//! Unified error type for the import API
//!
//! Each module keeps its own error enum. This type collects them for callers
//! that drive the whole import and only want one `Result`.

use thiserror::Error;

use crate::config::ConfigError;
use crate::kms::ServiceError;
use crate::material::MaterialError;
use crate::wrap::WrapError;

/// Error returned by [`crate::ImportWorkflow`]
///
/// # Error Categories
///
/// - **Wrap**: the wrapping key could not be parsed or the material could not be encrypted
/// - **Material**: key material was empty or badly encoded
/// - **Service**: the service refused a request or could not be reached
/// - **Config**: settings rejected before any request was made
#[derive(Debug, Error)]
pub enum KmsImportError {
    #[error("Wrap error: {0}")]
    Wrap(#[from] WrapError),

    #[error("Key material error: {0}")]
    Material(#[from] MaterialError),

    #[error("KMS error: {0}")]
    Service(#[from] ServiceError),

    #[error("Configuration error: {0}")]
    Config(#[from] ConfigError),
}

impl KmsImportError {
    /// Returns true if the error is potentially retryable
    ///
    /// Only service errors can be; the local steps fail the same way every time.
    pub fn is_retryable(&self) -> bool {
        match self {
            Self::Service(e) => e.is_retryable(),
            _ => false,
        }
    }

    /// Returns a suggestion for resolving this error
    pub fn suggestion(&self) -> Option<&str> {
        match self {
            Self::Wrap(WrapError::KeyFormat(_)) => {
                Some("The wrapping key must be a DER-encoded X.509 SubjectPublicKeyInfo RSA key")
            }
            Self::Wrap(WrapError::Encryption(_)) => Some(
                "Key material is too long for the wrapping key; use a larger key spec or a scheme with less padding",
            ),
            Self::Service(ServiceError::TransportFailure { .. }) => {
                Some("Check network connectivity and the configured region")
            }
            Self::Service(e) => match e.error_code() {
                Some("ExpiredImportTokenException") => {
                    Some("Request new import parameters; the import token has expired")
                }
                Some("InvalidCiphertextException") => Some(
                    "Wrap the material with the same algorithm named in the get-parameters request",
                ),
                Some("IncorrectKeyMaterialException") => {
                    Some("Symmetric keys accept exactly 32 bytes of key material")
                }
                _ => None,
            },
            _ => None,
        }
    }

    pub fn is_crypto_error(&self) -> bool {
        matches!(self, Self::Wrap(_) | Self::Material(_))
    }

    pub fn is_service_error(&self) -> bool {
        matches!(self, Self::Service(_))
    }

    pub fn is_config_error(&self) -> bool {
        matches!(self, Self::Config(_))
    }
}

*****

One inclusive range is required: first line of the data through the line containing "not be reached". Set it down exactly and output nothing else.

//! Unified error type for the import API
//!
//! Each module keeps its own error enum. This type collects them for callers
//! that drive the whole import and only want one `Result`.

use thiserror::Error;

use crate::config::ConfigError;
use crate::kms::ServiceError;
use crate::material::MaterialError;
use crate::wrap::WrapError;

/// Error returned by [`crate::ImportWorkflow`]
///
/// # Error Categories
///
/// - **Wrap**: the wrapping key could not be parsed or the material could not be encrypted
/// - **Material**: key material was empty or badly encoded
/// - **Service**: the service refused a request or could not be reached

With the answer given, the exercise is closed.